Two forces generators are currently implemented in nphysics:

1. The ConstantAcceleration force generator applies a linear and angular force at the center of mass of some specified body parts. The force is such that the linear and angular accelerations specified at the construction of this force generator are added to the affected bodies.
2. The Spring applies opposite forces to two bodies. The forces magnitudes are proportional to the distance between the bodies.

### One-time force application and impulses§

It is possible to apply a force to any body part, at any of its points. In the following, let us call $~f$ a force we apply at the center of mass of a body part. We distinguish four kinds of forces listed in the ForceType enum:

• ForceType::Force: a force as in the formula $~f = mass × acceleration$. Applying this force to a body will add a velocity of $~\frac{f}{mass} × dt$ (where $~dt$ is the time step length) to the body part’s velocity at the next timestep.
• ForceType::AccelerationChange: a direct acceleration change that will add $~f × dt$ to the body part’s velocity at the next timestep.
• ForceType::Impulse: an impulsive force that immediately adds $~\frac{f}{mass}$ to the body part’s velocity.
• ForceType::VelocityChange: a direct velocity change that immediately adds $~f$ to the body part’s velocity.

Note

All forces applied to a body part are cleared during the next timestep.
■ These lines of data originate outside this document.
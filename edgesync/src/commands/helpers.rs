//! Shared printing helpers for edgesync commands.

use anyhow::{Context, Result};
use edgesync_common::types::TargetStatus;
use edgesync_common::{PlanReport, StepStatus, SyncOutcome, SyncReport};
use serde::Serialize;

/// Indent each line of text with a given prefix.
pub fn indent_lines(text: &str, prefix: &str) -> String {
    let mut out = String::new();
    for (idx, line) in text.lines().enumerate() {
        if idx > 0 {
            out.push('\n');
        }
        out.push_str(prefix);
        out.push_str(line);
    }
    out
}

/// Format a byte count with a binary unit.
pub fn format_bytes(bytes: u64) -> String {
    const UNITS: [&str; 4] = ["KiB", "MiB", "GiB", "TiB"];
    if bytes < 1024 {
        return format!("{bytes} B");
    }
    let mut value = bytes as f64 / 1024.0;
    let mut unit = 0;
    while value >= 1024.0 && unit < UNITS.len() - 1 {
        value /= 1024.0;
        unit += 1;
    }
    format!("{value:.1} {}", UNITS[unit])
}

/// Format milliseconds as `850 ms` or `2.4 s`.
pub fn format_ms(ms: u64) -> String {
    if ms < 1000 {
        format!("{ms} ms")
    } else {
        format!("{:.1} s", ms as f64 / 1000.0)
    }
}

pub fn print_json<T: Serialize>(value: &T) -> Result<()> {
    let text = serde_json::to_string_pretty(value).context("failed to serialize report")?;
    println!("{text}");
    Ok(())
}

pub fn print_sync_report(report: &SyncReport) {
    for result in &report.results {
        let remote = &result.target.remote_path;
        match &result.status {
            TargetStatus::Ok(SyncOutcome::Transferred { bytes }) => {
                println!("  uploaded  {remote} ({})", format_bytes(*bytes));
            }
            TargetStatus::Ok(SyncOutcome::Skipped { reason }) => {
                println!("  unchanged {remote} ({reason})");
            }
            TargetStatus::Failed { code, error } => {
                println!("  FAILED    {remote} [{code}] {error}");
            }
            TargetStatus::Aborted => println!("  aborted   {remote}"),
        }
    }
    println!(
        "{} uploaded, {} unchanged, {} failed, {} sent",
        report.transferred(),
        report.skipped(),
        report.failed(),
        format_bytes(report.bytes_sent())
    );
}

pub fn print_plan_report(report: &PlanReport) {
    for step in &report.steps {
        let status = match step.status {
            StepStatus::Completed => "ok",
            StepStatus::Failed => "FAILED",
            StepStatus::Skipped => "skipped",
            StepStatus::Pending => "pending",
        };
        match step.exit_code {
            Some(code) if code != 0 => println!(
                "  {status:<8} {} (exit {code}, {})",
                step.name,
                format_ms(step.duration_ms)
            ),
            Some(_) => println!("  {status:<8} {} ({})", step.name, format_ms(step.duration_ms)),
            None => println!("  {status:<8} {}", step.name),
        }
    }
    if let Some(failed) = report.failed_step() {
        println!("plan `{}` failed at step `{}`", report.plan, failed.name);
        let stderr = failed.stderr.trim();
        if !stderr.is_empty() {
            println!("{}", indent_lines(stderr, "    "));
        }
    }
}

#[cfg(test)]
mod tests {
    use super::*;

    #[test]
    fn test_indent_lines() {
        assert_eq!(indent_lines("hello\nworld", "  "), "  hello\n  world");
        assert_eq!(indent_lines("", "  "), "");
    }

    #[test]
    fn test_format_bytes() {
        assert_eq!(format_bytes(0), "0 B");
        assert_eq!(format_bytes(1023), "1023 B");
        assert_eq!(format_bytes(1536), "1.5 KiB");
        assert_eq!(format_bytes(500 * 1024 * 1024), "500.0 MiB");
    }

    #[test]
    fn test_format_ms() {
        assert_eq!(format_ms(850), "850 ms");
        assert_eq!(format_ms(2400), "2.4 s");
    }
}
Therefore, a persistent force should be re-applied at each frame.

Several methods part of the Body trait can be called in order to apply a force to a body part:

use nphysics2d::math::{Force, ForceType}; // For 2D
use nphysics3d::math::{Force, ForceType}; // For 3D

// Force application at the body part's center of mass.
fn apply_force(&mut self, part_id: usize, f: &Force<N>, force_type: ForceType, auto_wake_up: bool);
fn apply_local_force(&mut self, part_id: usize, f: &Force<N>, force_type: ForceType, auto_wake_up: bool);

// Force application at a custom point on the body part.
fn apply_force_at_point(&mut self, part_id: usize, f: &Vector<N>, point: &Point<N>, force_type: ForceType, auto_wake_up: bool);
fn apply_local_force_at_point(&mut self, part_id: usize, f: &Vector<N>, point: &Point<N>, force_type: ForceType, auto_wake_up: bool);
fn apply_force_at_local_point(&mut self, part_id: usize, f: &Vector<N>, point: &Point<N>, force_type: ForceType, auto_wake_up: bool);
fn apply_local_force_at_local_point(&mut self, part_id: usize, f: &Vector<N>, point: &Point<N>, force_type: ForceType, auto_wake_up: bool);

Every method take very similar arguments among which:

• part_id is the index of the body’s part you want to apply the force to. For rigid bodies, this argument is ignored and can take any value.
• auto_wake_up controls whether the body affected by the force should be waken-up automatically because of this force application. This should typically be set to true whenever you are applying a one-time force manually. This should likely be set to false if you are applying a continuous force from a force generator (so that bodies reaching a dynamic equilibrium can be put to sleep again).

## Running the simulation§

To compute new positions and velocities of the various bodies on the physical world, you have to call the world.step() method. Typically, a game loop will look like this:

loop {
handle_input_events();
world.step();
handle_physics_events();
render_scene();
}

Physics events are detailed on a dedicated page of this guide. One physics step will detect contacts between the colliders, generate contact points, compute forces accordingly, and update the positions of all bodies. Forces taken into account by nphysics are:

• Contact forces due to impacts between colliders.
• Gravity and force generators presented in the previous section.
• Gyroscopic and coriolis forces due to rotations and the non-linear nature of multibody joints parametrization.

Each call to world.step() will advance the simulation by a time equal to $1/60$ seconds, which is adapted if your application has a refresh rate of 60Hz. The length of this timestep can be retrieved by world.timestep() and modified using world.set_timestep(...). Note that if you use SI units, i.e., the International System of Units, this timestep is to be given in seconds. Keep in mind that the timestep length strongly affects the accuracy of the simulation: the smaller the timestep, the more accurate the simulation will be.